A BSM foi criada em 2007, pouco antes da junção entre a Bovespa, que dominava a negociação de ações, e a BM&F, especializada em derivativos. Sua função é monitorar as operações feitas no pregão, fiscalizar os participantes e julgar casos que envolvam ressarcimento de prejuízos. Fica a cargo da BSM, por exemplo, a vigilância de movimentações atípicas de preço e volume e a investigação de suspeitas de manipulação de mercado e uso de informação privilegiada.

Redesenhar a BSM para que ela funcione como uma autorreguladora única para todas as bolsas não é simples. O relatório do grupo de trabalho da CVM identificou seis mecanismos que considera essenciais. Entre os principais estão a segregação (física e funcional) da BM&FBovespa e a garantia de recursos suficientes para o desempenho das atividades.

“A BSM poderá se transformar numa prestadora de serviços ou integrar concorrentes da BM&FBovespa a sua base de sócios-mantenedores”, informa uma fonte que trabalha no projeto. Se optar pelo primeiro modelo, a BSM terá que desenvolver uma estrutura de precificação. “Não é simples, ainda mais quando se leva em conta que, até agora, a BM&FBovespa foi a única mantenedora da BSM e a financiadora de toda sua aparelhagem”, observa a fonte. O segundo molde também tem complicadores. Um concorrente não geraria volume de negócios similar ao da Bolsa; portanto, não faria sentido uma divisão de custos em igualdade de condições.

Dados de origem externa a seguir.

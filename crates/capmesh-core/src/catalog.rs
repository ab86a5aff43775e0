// crates/capmesh-core/src/catalog.rs
// ============================================================================
// Module: Catalog References
// Description: Tool, resource, and forward reference records.
// Purpose: Describe the entries the dispatcher resolves against the registry.
// Dependencies: serde
// ============================================================================

//! ## Overview
//! Catalog references are owned outside the routing core; the dispatcher only
//! reads them. Their `reference_type` field is the join key against
//! [`crate::ServiceTarget::service_name`] for the matching role. Forward
//! references identify remote routers whose catalogs are imported locally;
//! imported entries are tagged with the owning forward so they can be
//! unmounted when the forward is unlinked.

// ============================================================================
// SECTION: Imports
// ============================================================================

use std::collections::BTreeMap;

use serde::Deserialize;
use serde::Serialize;

// ============================================================================
// SECTION: Input Schema
// ============================================================================

/// Schema for one tool input property.
///
/// # Invariants
/// - `property_type` is a JSON-schema primitive label (`string`, etc.).
#[derive(Debug, Clone, PartialEq, Eq, Serialize, Deserialize)]
pub struct PropertySchema {
    /// Property value type label.
    #[serde(rename = "type")]
    pub property_type: String,
    /// Human-readable description.
    #[serde(default)]
    pub description: String,
    /// Whether callers must supply the property.
    #[serde(default)]
    pub required: bool,
}

/// Input schema advertised by a tool.
///
/// # Invariants
/// - `required` lists keys of `properties`.
#[derive(Debug, Clone, Default, PartialEq, Eq, Serialize, Deserialize)]
pub struct InputSchema {
    /// Schema kind label, normally `object`.
    #[serde(rename = "type", default)]
    pub schema_type: String,
    /// Declared properties keyed by name.
    #[serde(default)]
    pub properties: BTreeMap<String, PropertySchema>,
    /// Names of required properties.
    #[serde(default)]
    pub required: Vec<String>,
}

// ============================================================================
// SECTION: Tool References
// ============================================================================

/// Catalog entry for an invocable tool.
///
/// # Invariants
/// - `reference_type` joins to a registered tool-invoker's service name.
/// - `forward` carries the owning forward's name for imported entries.
#[derive(Debug, Clone, PartialEq, Eq, Serialize, Deserialize)]
pub struct ToolReference {
    /// Unique tool name within the catalog.
    pub name: String,
    /// Human-readable description.
    #[serde(default)]
    pub description: String,
    /// Endpoint URI template handed to the downstream invoker.
    pub uri: String,
    /// Join key against registered tool-invoker service names.
    #[serde(rename = "type")]
    pub reference_type: String,
    /// Declared input schema.
    #[serde(default)]
    pub input_schema: InputSchema,
    /// Per-reference configuration overrides.
    #[serde(default)]
    pub configurations: BTreeMap<String, String>,
    /// Name of the forward this entry was imported from, if any.
    #[serde(default, skip_serializing_if = "Option::is_none")]
    pub forward: Option<String>,
}

/// Tool summary as listed by a remote router's catalog.
///
/// # Invariants
/// - Converts to a local [`ToolReference`] with the remote-tool type tag.
#[derive(Debug, Clone, PartialEq, Eq, Serialize, Deserialize)]
pub struct RemoteToolReference {
    /// Tool name on the remote router.
    pub name: String,
    /// Human-readable description.
    #[serde(default)]
    pub description: String,
    /// Declared input schema.
    #[serde(default)]
    pub input_schema: InputSchema,
}

impl RemoteToolReference {
    /// Converts the remote summary into a locally mountable reference.
    ///
    /// The entry is tagged with the owning forward so unlink can find it.
    #[must_use]
    pub fn into_local(self, forward_name: &str, address: &str) -> ToolReference {
        ToolReference {
            name: self.name,
            description: self.description,
            uri: address.to_string(),
            reference_type: "mcp-remote-tool".to_string(),
            input_schema: self.input_schema,
            configurations: BTreeMap::new(),
            forward: Some(forward_name.to_string()),
        }
    }
}

// ============================================================================
// SECTION: Resource References
// ============================================================================

/// Catalog entry for a readable resource.
///
/// # Invariants
/// - `reference_type` joins to a registered resource-provider's service name.
/// - `forward` carries the owning forward's name for imported entries.
#[derive(Debug, Clone, PartialEq, Eq, Serialize, Deserialize)]
pub struct ResourceReference {
    /// Unique resource name within the catalog.
    pub name: String,
    /// Location handed to the downstream provider.
    pub location: String,
    /// Join key against registered resource-provider service names.
    #[serde(rename = "type")]
    pub reference_type: String,
    /// MIME type of the resource content.
    #[serde(default)]
    pub mime_type: String,
    /// Human-readable description.
    #[serde(default)]
    pub description: String,
    /// Per-reference configuration overrides.
    #[serde(default)]
    pub configurations: BTreeMap<String, String>,
    /// Name of the forward this entry was imported from, if any.
    #[serde(default, skip_serializing_if = "Option::is_none")]
    pub forward: Option<String>,
}

// ============================================================================
// SECTION: Forward References
// ============================================================================

/// Link descriptor for a remote router to federate with.
///
/// # Invariants
/// - `name` is unique among live links in a forward registry.
/// - `address` is the remote router's base URL.
#[derive(Debug, Clone, PartialEq, Eq, PartialOrd, Ord, Serialize, Deserialize)]
pub struct ForwardReference {
    /// Local name for the link.
    pub name: String,
    /// Namespace the imported entries are grouped under, when set.
    #[serde(default, skip_serializing_if = "Option::is_none")]
    pub namespace: Option<String>,
    /// Base address of the remote router.
    pub address: String,
}

impl ForwardReference {
    /// Creates a forward reference without a namespace.
    #[must_use]
    pub fn new(name: impl Into<String>, address: impl Into<String>) -> Self {
        Self {
            name: name.into(),
            namespace: None,
            address: address.into(),
        }
    }
}
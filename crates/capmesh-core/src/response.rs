// crates/capmesh-core/src/response.rs
// ============================================================================
// Module: Wire Envelopes
// Description: JSON envelope returned by discovery and management endpoints.
// Purpose: Keep success data and error text in one stable response shape.
// Dependencies: serde
// ============================================================================

//! ## Overview
//! Discovery and management endpoints wrap their payloads in [`ApiResponse`]:
//! exactly one of `data` or `error` is populated. Callers classify non-2xx
//! statuses as domain failures and read `error` for the cause.

// ============================================================================
// SECTION: Imports
// ============================================================================

use serde::Deserialize;
use serde::Serialize;

// ============================================================================
// SECTION: Api Response
// ============================================================================

/// Response envelope for gateway HTTP endpoints.
///
/// # Invariants
/// - Exactly one of `data` and `error` is `Some`.
#[derive(Debug, Clone, PartialEq, Eq, Serialize, Deserialize)]
#[serde(bound(deserialize = "T: Deserialize<'de>"))]
pub struct ApiResponse<T> {
    /// Payload on success.
    #[serde(default, skip_serializing_if = "Option::is_none")]
    pub data: Option<T>,
    /// Error text on failure.
    #[serde(default, skip_serializing_if = "Option::is_none")]
    pub error: Option<String>,
}

impl<T> ApiResponse<T> {
    /// Wraps a successful payload.
    #[must_use]
    pub const fn ok(data: T) -> Self {
        Self {
            data: Some(data),
            error: None,
        }
    }

    /// Wraps an error message.
    #[must_use]
    pub fn failure(error: impl Into<String>) -> Self {
        Self {
            data: None,
            error: Some(error.into()),
        }
    }
}
// crates/capmesh-registry/src/lib.rs
// ============================================================================
// Module: Capmesh Registry
// Description: Authoritative view of registered capability instances.
// Purpose: Track targets, health history, and namespace allocation.
// Dependencies: capmesh-core, thiserror
// ============================================================================

//! ## Overview
//! This crate owns the control-plane state of a Capmesh router: the
//! [`ServiceRegistry`] of registered capability instances with per-id health
//! rings, the fixed-pool [`NamespaceAllocator`], and in-memory store backends
//! for both. The registry is built for concurrent mutation: registrations,
//! pings, and state updates on unrelated services never contend on one lock.
//!
//! Registries are explicitly constructed and passed by reference; there is no
//! ambient global instance.

// ============================================================================
// SECTION: Modules
// ============================================================================

pub mod events;
pub mod memory;
pub mod namespace;
pub mod registry;

// ============================================================================
// SECTION: Re-exports
// ============================================================================

pub use events::NoopRegistryEvents;
pub use events::RegistryEvents;
pub use memory::MemoryNamespaceStore;
pub use memory::MemoryRegistryStore;
pub use namespace::NamespaceAllocator;
pub use namespace::NamespaceError;
pub use registry::RegistryConfig;
pub use registry::ServiceRegistry;
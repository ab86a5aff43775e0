// crates/capmesh-core/src/tests.rs
// ============================================================================
// Module: Core Unit Tests
// Description: Validate data model invariants for the Capmesh core types.
// Purpose: Pin wire forms, ring-buffer bounds, and record constructors.
// Dependencies: serde_json, proptest
// ============================================================================

//! ## Overview
//! Exercises the health ring eviction rules, stable wire labels, and the
//! envelope/record constructors the rest of the workspace relies on.

#![allow(
    clippy::unwrap_used,
    clippy::expect_used,
    reason = "Test-only fixtures use unwraps for clarity."
)]

use proptest::prelude::proptest;

use crate::ApiResponse;
use crate::HEALTHY_REASON;
use crate::HealthHistory;
use crate::HealthRecord;
use crate::NamespaceSlot;
use crate::ServiceId;
use crate::ServiceRole;
use crate::ServiceTarget;

// ============================================================================
// SECTION: Health History
// ============================================================================

#[test]
fn history_retains_most_recent_at_capacity() {
    let mut history = HealthHistory::with_capacity(10);
    for n in 1..=12 {
        history.push(HealthRecord::unhealthy(format!("failure {n}")));
    }
    assert_eq!(history.len(), 10);
    let recent = history.recent(10);
    assert_eq!(recent[0].reason, "failure 12");
    assert_eq!(recent[9].reason, "failure 3");
    assert!(!recent.iter().any(|r| r.reason == "failure 1"));
    assert!(!recent.iter().any(|r| r.reason == "failure 2"));
}

#[test]
fn recent_is_bounded_by_limit() {
    let mut history = HealthHistory::with_capacity(10);
    for _ in 0..5 {
        history.push(HealthRecord::healthy());
    }
    assert_eq!(history.recent(3).len(), 3);
    assert_eq!(history.recent(50).len(), 5);
}

#[test]
fn zero_capacity_is_clamped() {
    let mut history = HealthHistory::with_capacity(0);
    history.push(HealthRecord::healthy());
    history.push(HealthRecord::unhealthy("boom"));
    assert_eq!(history.len(), 1);
    assert_eq!(history.recent(1)[0].reason, "boom");
}

proptest! {
    #[test]
    fn history_never_exceeds_capacity(capacity in 1_usize..64, pushes in 0_usize..256) {
        let mut history = HealthHistory::with_capacity(capacity);
        for _ in 0..pushes {
            history.push(HealthRecord::healthy());
        }
        assert_eq!(history.len(), pushes.min(capacity));
    }
}

// ============================================================================
// SECTION: Records and Labels
// ============================================================================

#[test]
fn healthy_record_uses_sentinel_reason() {
    let record = HealthRecord::healthy();
    assert!(record.healthy);
    assert_eq!(record.reason, HEALTHY_REASON);
}

#[test]
fn role_wire_labels_are_stable() {
    assert_eq!(
        serde_json::to_string(&ServiceRole::ToolInvoker).unwrap(),
        "\"tool-invoker\""
    );
    assert_eq!(
        serde_json::to_string(&ServiceRole::ResourceProvider).unwrap(),
        "\"resource-provider\""
    );
}

#[test]
fn target_address_renders_host_port() {
    let target = ServiceTarget::new("http", "localhost", 9001, ServiceRole::ToolInvoker);
    assert_eq!(target.address(), "localhost:9001");
    assert!(target.id.is_none());
}

#[test]
fn same_instance_ignores_configurations() {
    let a = ServiceTarget::new("http", "localhost", 9001, ServiceRole::ToolInvoker)
        .with_configuration("apiKey", "default");
    let b = ServiceTarget::new("http", "localhost", 9001, ServiceRole::ToolInvoker);
    assert!(a.same_instance(&b));
    assert_eq!(a.instance_key(), b.instance_key());
    let c = ServiceTarget::new("http", "localhost", 9002, ServiceRole::ToolInvoker);
    assert!(!a.same_instance(&c));
    assert_ne!(a.instance_key(), c.instance_key());
}

// ============================================================================
// SECTION: Envelopes and Slots
// ============================================================================

#[test]
fn api_response_round_trips() {
    let ok = ApiResponse::ok(ServiceId::new("svc-1"));
    let json = serde_json::to_string(&ok).unwrap();
    let back: ApiResponse<ServiceId> = serde_json::from_str(&json).unwrap();
    assert_eq!(back.data, Some(ServiceId::new("svc-1")));
    assert!(back.error.is_none());

    let err: ApiResponse<ServiceId> = ApiResponse::failure("nope");
    assert!(err.data.is_none());
    assert_eq!(err.error.as_deref(), Some("nope"));
}

#[test]
fn public_slot_is_pre_bound() {
    let public = NamespaceSlot::public();
    assert_eq!(public.path, "public");
    assert_eq!(public.assigned_name.as_deref(), Some("public"));
    assert!(!public.is_free());
    assert!(NamespaceSlot::pool_slot(3).is_free());
    assert_eq!(NamespaceSlot::pool_slot(3).path, "ns-3");
}
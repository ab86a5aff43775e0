// crates/capmesh-dispatch/src/transport.rs
// ============================================================================
// Module: transport
// Description: Wire seam between the router and capability services.
// Purpose: Define the invocation request and reply shapes and carry them
//          over HTTP with bounded deadlines.
// Dependencies: capmesh-core, async-trait, reqwest, serde
// ============================================================================

//! ## Overview
//!
//! [`InvocationTransport`] is the only place dispatch touches the network.
//! A transport receives the resolved service address and a fully prepared
//! request; resolution and configuration merging happen above it. The
//! production implementation is [`HttpTransport`]; tests substitute
//! recording doubles.

use std::collections::BTreeMap;
use std::time::Duration;

use async_trait::async_trait;
use capmesh_core::GatewayError;
use serde::Deserialize;
use serde::Serialize;
use serde_json::Value;

// ==== SECTION: Request and reply shapes ====

/// Prepared tool invocation, ready for the wire.
#[derive(Debug, Clone, Serialize, Deserialize)]
pub struct ToolInvokeRequest {
    /// Tool URI from the catalog reference.
    pub uri: String,
    /// Optional request body.
    pub body: Option<String>,
    /// Merged configuration (advertised defaults with reference overrides).
    pub configurations: BTreeMap<String, String>,
    /// Caller-supplied arguments matching the tool input schema.
    pub arguments: BTreeMap<String, Value>,
}

/// Prepared resource acquisition, ready for the wire.
#[derive(Debug, Clone, Serialize, Deserialize)]
pub struct ResourceRequest {
    /// Resource location from the catalog reference.
    pub location: String,
    /// Reference type the providing service was resolved from.
    #[serde(rename = "type")]
    pub reference_type: String,
    /// Resource name, for provider-side bookkeeping.
    pub name: String,
    /// Merged configuration (advertised defaults with reference overrides).
    pub configurations: BTreeMap<String, String>,
}

/// Reply from a capability service.
///
/// `is_error` distinguishes a service that ran and failed from transport
/// faults, which never produce a reply at all.
#[derive(Debug, Clone, Serialize, Deserialize)]
pub struct CallReply {
    /// True when the service executed and reports a failure.
    pub is_error: bool,
    /// Reply payload fragments, or failure detail when `is_error` is set.
    pub content: Vec<String>,
}

// ==== SECTION: Transport seam ====

/// Carries prepared invocations to a capability service address.
#[async_trait]
pub trait InvocationTransport: Send + Sync {
    /// Invokes a tool on the service at `address`.
    ///
    /// # Errors
    ///
    /// Returns [`GatewayError::Transport`] when the service is
    /// unreachable and [`GatewayError::InvalidResponse`] when the reply
    /// does not decode.
    async fn invoke_tool(
        &self,
        address: &str,
        request: &ToolInvokeRequest,
    ) -> Result<CallReply, GatewayError>;

    /// Acquires a resource from the service at `address`.
    ///
    /// # Errors
    ///
    /// Returns [`GatewayError::Transport`] when the service is
    /// unreachable and [`GatewayError::InvalidResponse`] when the reply
    /// does not decode.
    async fn acquire_resource(
        &self,
        address: &str,
        request: &ResourceRequest,
    ) -> Result<CallReply, GatewayError>;
}

// ==== SECTION: HTTP transport ====

/// Default per-call deadline for service invocations.
pub const DEFAULT_INVOKE_TIMEOUT: Duration = Duration::from_secs(30);

/// HTTP transport posting JSON invocations to capability services.
#[derive(Debug, Clone)]
pub struct HttpTransport {
    /// Shared HTTP client carrying the call deadline.
    http: reqwest::Client,
}

impl HttpTransport {
    /// Builds a transport with the given per-call deadline.
    ///
    /// # Errors
    ///
    /// Returns [`GatewayError::Transport`] when the underlying HTTP
    /// client cannot be constructed.
    pub fn new(timeout: Duration) -> Result<Self, GatewayError> {
        let http = reqwest::Client::builder()
            .timeout(timeout)
            .build()
            .map_err(|err| GatewayError::Transport(err.to_string()))?;
        Ok(Self { http })
    }

    /// Posts `payload` to the service endpoint and decodes the reply.
    async fn post<P>(&self, url: String, payload: &P) -> Result<CallReply, GatewayError>
    where
        P: Serialize + Sync,
    {
        let response = self
            .http
            .post(url)
            .json(payload)
            .send()
            .await
            .map_err(|err| GatewayError::Transport(err.to_string()))?;
        let status = response.status();
        if !status.is_success() {
            return Err(GatewayError::InvalidResponse(format!(
                "service answered {status}"
            )));
        }
        response
            .json::<CallReply>()
            .await
            .map_err(|err| GatewayError::InvalidResponse(err.to_string()))
    }
}

#[async_trait]
impl InvocationTransport for HttpTransport {
    async fn invoke_tool(
        &self,
        address: &str,
        request: &ToolInvokeRequest,
    ) -> Result<CallReply, GatewayError> {
        self.post(format!("http://{address}/api/v1/invoke/tool"), request)
            .await
    }

    async fn acquire_resource(
        &self,
        address: &str,
        request: &ResourceRequest,
    ) -> Result<CallReply, GatewayError> {
        self.post(format!("http://{address}/api/v1/invoke/resource"), request)
            .await
    }
}
// crates/capmesh-discovery/src/instance.rs
// ============================================================================
// Module: instance
// Description: On-disk cache of the issued service id.
// Purpose: Let a restarted capability process reclaim the id the router
//          issued to it instead of registering as a new instance.
// Dependencies: capmesh-core, serde, serde_json
// ============================================================================

//! ## Overview
//!
//! The router keys health history by service id, so a capability that
//! restarts should present the id it was issued before. [`InstanceDataFile`]
//! stores that id as a small JSON document under the service data
//! directory. Reads are best effort: a missing or corrupt file simply
//! yields no cached id and the service registers fresh.

use std::fs;
use std::io;
use std::path::Path;
use std::path::PathBuf;

use capmesh_core::ServiceId;
use serde::Deserialize;
use serde::Serialize;

/// Persisted identity of one capability instance.
#[derive(Debug, Clone, PartialEq, Eq, Serialize, Deserialize)]
struct InstanceData {
    /// Id issued by the router on first registration.
    id: ServiceId,
    /// Service name the id was issued for.
    service_name: String,
}

/// JSON file caching the issued id for one service.
#[derive(Debug, Clone)]
pub struct InstanceDataFile {
    /// Full path of the cache file.
    path: PathBuf,
    /// Service name guarding against reusing another service's cache.
    service_name: String,
}

impl InstanceDataFile {
    /// Builds the cache handle for `service_name` under `data_dir`.
    #[must_use]
    pub fn new(data_dir: &Path, service_name: &str) -> Self {
        Self {
            path: data_dir.join(format!("{service_name}.instance.json")),
            service_name: service_name.to_string(),
        }
    }

    /// Returns the cached id, if a readable cache exists for this service.
    ///
    /// Corrupt or mismatched files are treated as absent.
    #[must_use]
    pub fn cached_id(&self) -> Option<ServiceId> {
        let raw = fs::read_to_string(&self.path).ok()?;
        let data: InstanceData = serde_json::from_str(&raw).ok()?;
        if data.service_name == self.service_name {
            Some(data.id)
        } else {
            None
        }
    }

    /// Writes the issued id to disk, creating the data directory if needed.
    ///
    /// # Errors
    ///
    /// Returns the underlying [`io::Error`] when the directory or file
    /// cannot be written. Callers treat this as non-fatal.
    pub fn store(&self, id: &ServiceId) -> Result<(), io::Error> {
        if let Some(parent) = self.path.parent() {
            fs::create_dir_all(parent)?;
        }
        let data = InstanceData {
            id: id.clone(),
            service_name: self.service_name.clone(),
        };
        let payload = serde_json::to_string_pretty(&data).map_err(io::Error::other)?;
        fs::write(&self.path, payload)
    }
}
// crates/capmesh-server/src/config.rs
// ============================================================================
// Module: config
// Description: TOML configuration for the router process.
// Purpose: Select the bind address, backing store, and core cadences in
//          one validated document.
// Dependencies: serde, toml
// ============================================================================

//! ## Overview
//!
//! Router configuration is deliberately small: where to listen, where to
//! persist, and the two deadlines dispatch and federation carry. Every
//! field has a default so an empty document yields a runnable in-memory
//! router, which is also what the tests use.

use std::path::PathBuf;
use std::time::Duration;

use serde::Deserialize;
use serde::Serialize;

/// Configuration parse or validation failure.
#[derive(Debug, thiserror::Error)]
pub enum RouterConfigError {
    /// The TOML document did not parse.
    #[error("configuration parse failure: {0}")]
    Parse(String),
    /// A field value failed validation.
    #[error("invalid configuration: {0}")]
    Invalid(String),
}

/// Backing store selection.
#[derive(Debug, Clone, Serialize, Deserialize)]
#[serde(tag = "kind", rename_all = "kebab-case")]
pub enum StoreConfig {
    /// Volatile in-process tables; state is lost on restart.
    Memory,
    /// Durable SQLite database at `path`.
    Sqlite {
        /// Database file location.
        path: PathBuf,
    },
}

impl Default for StoreConfig {
    fn default() -> Self {
        Self::Memory
    }
}

/// Full router process configuration.
#[derive(Debug, Clone, Serialize, Deserialize)]
#[serde(default)]
pub struct RouterConfig {
    /// Host to bind the HTTP listener on.
    pub host: String,
    /// Port to bind the HTTP listener on; 0 picks an ephemeral port.
    pub port: u16,
    /// Backing store selection.
    pub store: StoreConfig,
    /// Health records retained per service.
    pub history_capacity: usize,
    /// Allocatable namespace slots, excluding the public namespace.
    pub namespace_pool_size: usize,
    /// Deadline in seconds for dispatched invocations.
    pub invoke_timeout_secs: u64,
    /// Deadline in seconds for remote catalog fetches.
    pub resolve_timeout_secs: u64,
}

impl Default for RouterConfig {
    fn default() -> Self {
        Self {
            host: "0.0.0.0".to_string(),
            port: 8080,
            store: StoreConfig::default(),
            history_capacity: 10,
            namespace_pool_size: 10,
            invoke_timeout_secs: 30,
            resolve_timeout_secs: 10,
        }
    }
}

impl RouterConfig {
    /// Parses and validates a TOML document.
    ///
    /// # Errors
    ///
    /// Returns [`RouterConfigError::Parse`] when the document does not
    /// parse and [`RouterConfigError::Invalid`] when a field fails
    /// validation.
    pub fn from_toml_str(raw: &str) -> Result<Self, RouterConfigError> {
        let config: Self =
            toml::from_str(raw).map_err(|err| RouterConfigError::Parse(err.to_string()))?;
        config.validate()?;
        Ok(config)
    }

    /// Checks field-level constraints.
    ///
    /// # Errors
    ///
    /// Returns [`RouterConfigError::Invalid`] naming the offending field.
    pub fn validate(&self) -> Result<(), RouterConfigError> {
        if self.host.trim().is_empty() {
            return Err(RouterConfigError::Invalid(
                "host must not be empty".to_string(),
            ));
        }
        if self.history_capacity == 0 {
            return Err(RouterConfigError::Invalid(
                "history_capacity must be at least 1".to_string(),
            ));
        }
        if let StoreConfig::Sqlite { path } = &self.store {
            if path.as_os_str().is_empty() {
                return Err(RouterConfigError::Invalid(
                    "store.path must not be empty".to_string(),
                ));
            }
        }
        Ok(())
    }

    /// Dispatch deadline as a [`Duration`].
    #[must_use]
    pub fn invoke_timeout(&self) -> Duration {
        Duration::from_secs(self.invoke_timeout_secs)
    }

    /// Catalog fetch deadline as a [`Duration`].
    #[must_use]
    pub fn resolve_timeout(&self) -> Duration {
        Duration::from_secs(self.resolve_timeout_secs)
    }
}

Os critérios adotados pela BSM para supervisionar o mercado precisariam igualmente passar por revisão. Hoje, ela usa como base regras emitidas pela CVM, mas também padrões de qualidade determinados pela BM&FBovespa — e a régua da Bolsa é conhecida pelo nível elevado. Num mercado sem concorrência, um sarrafo alto é sinônimo de qualidade e segurança. Mas se for considerada a possibilidade de novos participantes explorarem nichos de mercado, exigências demais podem minar a concorrência.